Adaptado na forma, o ritual manteve-se, porém, ao longo dos séculos. Ainda hoje, neste mesmo dia, as crianças (até aos anos 50 também participavam os pobres, mas Salazar vedar-lhes-ia o acesso a tal costume, numa tentativa de tornar a pobreza… invisível) juntam-se em pequenos bandos a pedir o pão por Deus, alegadamente para distribuir por quem mais precisasse. A quem nada oferecesse rogava-se uma praga em verso ou deixava-se uma ameaça, mais simbólica do que real, entre risos e correrias.
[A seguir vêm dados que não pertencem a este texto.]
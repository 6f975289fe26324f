//! Parameterized lighting rigs per scene mode

use bevy::prelude::*;

/// A light setup: ambient level, one directional key light, and an optional
/// array of point lights (interior ceiling fixtures).
pub struct LightRig {
    pub ambient_color: Color,
    pub ambient_brightness: f32,
    pub key_illuminance: f32,
    pub key_position: Vec3,
    pub key_shadows: bool,
    pub fixture_positions: Vec<Vec3>,
    pub fixture_color: Color,
    pub fixture_intensity: f32,
    pub fixture_range: f32,
}

impl LightRig {
    /// Daylight rig: sky ambient plus a sun with shadows.
    pub fn exterior() -> Self {
        Self {
            ambient_color: Color::srgb(0.8, 0.85, 0.9),
            ambient_brightness: 300.0,
            key_illuminance: 10_000.0,
            key_position: Vec3::new(30.0, 40.0, 20.0),
            key_shadows: true,
            fixture_positions: Vec::new(),
            fixture_color: Color::WHITE,
            fixture_intensity: 0.0,
            fixture_range: 0.0,
        }
    }

    /// Hall rig: dimmer ambient, an overhead key light, and a grid of warm
    /// ceiling fixtures.
    pub fn interior(wall_height: f32) -> Self {
        let mut fixture_positions = Vec::new();
        for x in [-4.0_f32, 0.0, 4.0] {
            for z in [-3.0_f32, 0.0, 3.0] {
                fixture_positions.push(Vec3::new(x, wall_height - 0.5, z));
            }
        }
        Self {
            ambient_color: Color::srgb(0.7, 0.7, 0.75),
            ambient_brightness: 150.0,
            key_illuminance: 3_000.0,
            key_position: Vec3::new(0.0, wall_height - 1.0, 0.0),
            key_shadows: true,
            fixture_positions,
            fixture_color: Color::srgb(1.0, 1.0, 0.8),
            fixture_intensity: 60_000.0,
            fixture_range: 8.0,
        }
    }

    /// Spawn the rig. Lights are tagged with `marker` so they are torn down
    /// with the rest of their scene.
    pub fn spawn<M: Component + Clone>(&self, commands: &mut Commands, marker: M) {
        commands.insert_resource(AmbientLight {
            color: self.ambient_color,
            brightness: self.ambient_brightness,
            ..default()
        });

        commands.spawn((
            DirectionalLight {
                illuminance: self.key_illuminance,
                shadows_enabled: self.key_shadows,
                ..default()
            },
            Transform::from_translation(self.key_position).looking_at(Vec3::ZERO, Vec3::Y),
            marker.clone(),
        ));

        for &position in &self.fixture_positions {
            commands.spawn((
                PointLight {
                    color: self.fixture_color,
                    intensity: self.fixture_intensity,
                    range: self.fixture_range,
                    shadows_enabled: false,
                    ..default()
                },
                Transform::from_translation(position),
                marker.clone(),
            ));
        }
    }
}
Na Galiza, chama-se a tal costume migallo e, na Inglaterra, soul cake. No Brasil, para onde foi levado pelos portugueses, está ainda muito vivo em regiões como Santa Catarina, onde a prática de recitar versos porta-a-porta foi substituída por corações de papel acetinado com mensagens de amor e carinho. A “paga” da dedicação e da criatividade será, então, o pão por Deus. Aqui e ali, abóboras iluminadas, caveiras de açúcar, bolinhos de erva-doce ou simplesmente gomas do supermercado são, na verdade, aspetos da mesma festa e do mesmo desejo – o de afastar a morte e esconjurar o mal. Porque que las hay, las hay, e, diz o povo, nunca se sabe. E, no entretanto, comamos, bebamos e sejamos felizes porque amanhã…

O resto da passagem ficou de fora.